Pikirkan dan langsung lakukan.

Ye Tian mempraktikkan Metode Tempa Tubuh itu sekali lagi, dan mendapati bahwa ia benar-benar dapat melakukannya dengan mudah, dan sama sekali tidak ada kerusakan pada tubuhnya.

"Aku mengerti. Alasan mengapa orang biasa hanya bisa berlatih metode tempa tubuh sepuluh kali adalah karena energi tubuh manusia terbatas, dan latihan yang berlebihan berarti menguras potensi di dalam tubuh. Tetapi dengan darah makhluk buas, situasinya berbeda. Darah makhluk buas menggantikan energi tubuh, sehingga kamu bisa berlatih metode tempa berkali-kali. Sepuluh kali jauh dari batas maksimalku, aku bahkan bisa berlatih dua puluh kali, atau bahkan tiga puluh kali!"

kata Ye Tian dengan penuh semangat.

Mungkin rahasia ini bukanlah sebuah rahasia bagi para praktisi bela diri tingkat tinggi, tetapi tidak ada yang mengungkapkannya kepada para murid bela diri. Alasannya terutama karena sulit bagi para murid bela diri untuk mendapatkan darah makhluk buas, dan darah makhluk buas yang dibutuhkan oleh para praktisi bela diri untuk kultivasi mereka sendiri saja sudah tidak mencukupi. Jadi, tentu saja tidak mungkin mereka mempublikasikan rahasia ini, jika tidak, akan ada banyak sekali murid bela diri yang menjadi gila.

Bahkan di dalam keluarga besar sekalipun, sangat tidak realistis untuk menyuplai darah makhluk buas dalam jumlah besar kepada seorang murid bela diri.

"Hahaha, jumlah darah makhluk buas ini sudah cukup bagiku untuk berlatih selama dua hari.

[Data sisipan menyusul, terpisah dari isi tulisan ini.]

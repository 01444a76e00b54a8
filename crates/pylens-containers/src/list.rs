use std::any::Any;

use pylens_base::{LensError, Result, Rollbackable};
use pylens_item::{Item, Value};

use crate::alignment::Alignment;
use crate::slots::Slots;

/// Ordered sequence container; any item is accepted, and label is an
/// out-of-band property rather than part of the element sequence (§4.4).
#[derive(Debug, Clone, Default)]
pub struct ListContainer {
    slots: Slots,
    label: Option<String>,
    alignment: Alignment,
}

impl ListContainer {
    pub fn new(alignment: Alignment) -> Self {
        ListContainer {
            slots: Slots::new(),
            label: None,
            alignment,
        }
    }

    /// Rebuilds a container from an existing model value, e.g. at the start
    /// of a PUT against an existing list — the reciprocal of `unwrap`.
    pub fn prepare_for_put(items: Vec<Item>, alignment: Alignment) -> Self {
        let mut c = ListContainer::new(alignment);
        for item in items {
            c.slots.push(item);
        }
        c
    }

    pub fn store(&mut self, item: Item) {
        if item.meta.as_ref().is_some_and(|m| m.is_label) {
            self.label = item.value.as_str().map(str::to_string);
        } else {
            self.slots.push(item);
        }
    }

    pub fn candidates(&self, label: Option<&str>) -> Vec<usize> {
        self.slots.candidates(label, self.alignment)
    }

    pub fn remove(&mut self, index: usize) -> Result<Item> {
        self.slots
            .remove(index)
            .ok_or_else(|| LensError::NoTokenToConsume("list container slot already consumed".into()))
    }

    pub fn peek(&self, index: usize) -> Option<&Item> {
        self.slots.get(index)
    }

    pub fn is_fully_consumed(&self) -> bool {
        self.slots.is_fully_consumed()
    }

    pub fn container_label(&self) -> Option<&str> {
        self.label.as_deref()
    }

    /// Sets the container's consumable label directly, e.g. when wrapping an
    /// existing model value for PUT whose own item metadata already carries
    /// the label it held in its enclosing structure.
    pub fn set_initial_label(&mut self, label: Option<String>) {
        self.label = label;
    }

    pub fn take_label(&mut self) -> Option<String> {
        self.label.take()
    }

    pub fn len(&self) -> usize {
        self.slots.len()
    }

    pub fn is_empty(&self) -> bool {
        self.slots.is_empty()
    }

    /// GET-side: turns the collected items into the final model value, in
    /// storage order.
    pub fn unwrap(&mut self) -> Value {
        Value::List(self.slots.drain_in_order())
    }
}

impl Rollbackable for ListContainer {
    fn snapshot(&self) -> Box<dyn Any> {
        Box::new((self.slots.clone(), self.label.clone()))
    }

    fn restore(&mut self, state: Box<dyn Any>) {
        if let Ok(boxed) = state.downcast::<(Slots, Option<String>)>() {
            let (slots, label) = *boxed;
            self.slots = slots;
            self.label = label;
        }
    }

    fn state_eq(&self, a: &dyn Any, b: &dyn Any) -> bool {
        match (
            a.downcast_ref::<(Slots, Option<String>)>(),
            b.downcast_ref::<(Slots, Option<String>)>(),
        ) {
            (Some(a), Some(b)) => a == b,
            _ => false,
        }
    }
}

#[cfg(test)]
mod tests {
    use super::*;

    #[test]
    fn store_then_unwrap_preserves_order() {
        let mut c = ListContainer::new(Alignment::Model);
        c.store(Item::new(Value::Int(1)));
        c.store(Item::new(Value::Int(2)));
        assert_eq!(
            c.unwrap(),
            Value::List(vec![Item::new(Value::Int(1)), Item::new(Value::Int(2))])
        );
    }

    #[test]
    fn is_label_item_becomes_container_label_not_an_element() {
        use pylens_item::ItemMeta;
        let mut c = ListContainer::new(Alignment::Model);
        let mut label_item = Item::new(Value::Str("key".into()));
        label_item.meta = Some(ItemMeta {
            is_label: true,
            ..ItemMeta::default()
        });
        c.store(label_item);
        c.store(Item::new(Value::Int(1)));
        assert_eq!(c.container_label(), Some("key"));
        assert_eq!(c.len(), 1);
    }

    #[test]
    fn remove_on_empty_slot_fails() {
        let mut c = ListContainer::new(Alignment::Model);
        c.store(Item::new(Value::Int(1)));
        c.remove(0).unwrap();
        assert!(c.remove(0).is_err());
    }

    #[test]
    fn prepare_for_put_round_trips_with_unwrap() {
        let items = vec![Item::new(Value::Int(1)), Item::new(Value::Int(2))];
        let mut c = ListContainer::prepare_for_put(items.clone(), Alignment::Model);
        assert_eq!(c.unwrap(), Value::List(items));
    }
}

Mungkin pada akhir ujian nanti, aku akan mampu meningkatkan kekuatannya hingga 400 jin." Ye Tian mengepalkan tinjunya dan berkata dalam hati.

Lanjutkan berlatih!!

Dan ketika Ye Tian sedang berkultivasi, dunia di luar berada dalam kekacauan.

Untuk mendapatkan lebih banyak poin, banyak praktisi bela diri saling merebut demi peringkat yang lebih baik. Namun, para praktisi bela diri ini tidak berani membunuh, jika tidak, hukumannya akan sangat berat, dan tidak ada yang tahu apakah ada praktisi bela diri senior yang mengawasi secara sembunyi-sembunyian.

Namun meski begitu, para petarung yang lemah tetaplah sial, dan material berharga yang susah payah mereka kumpulkan dirampas satu per satu.

Dalam sekejap mata, ujian tiga hari itu pun hampir berakhir.

Pada saat ini, satu demi satu praktisi bela diri mulai berjalan keluar dari area Ono.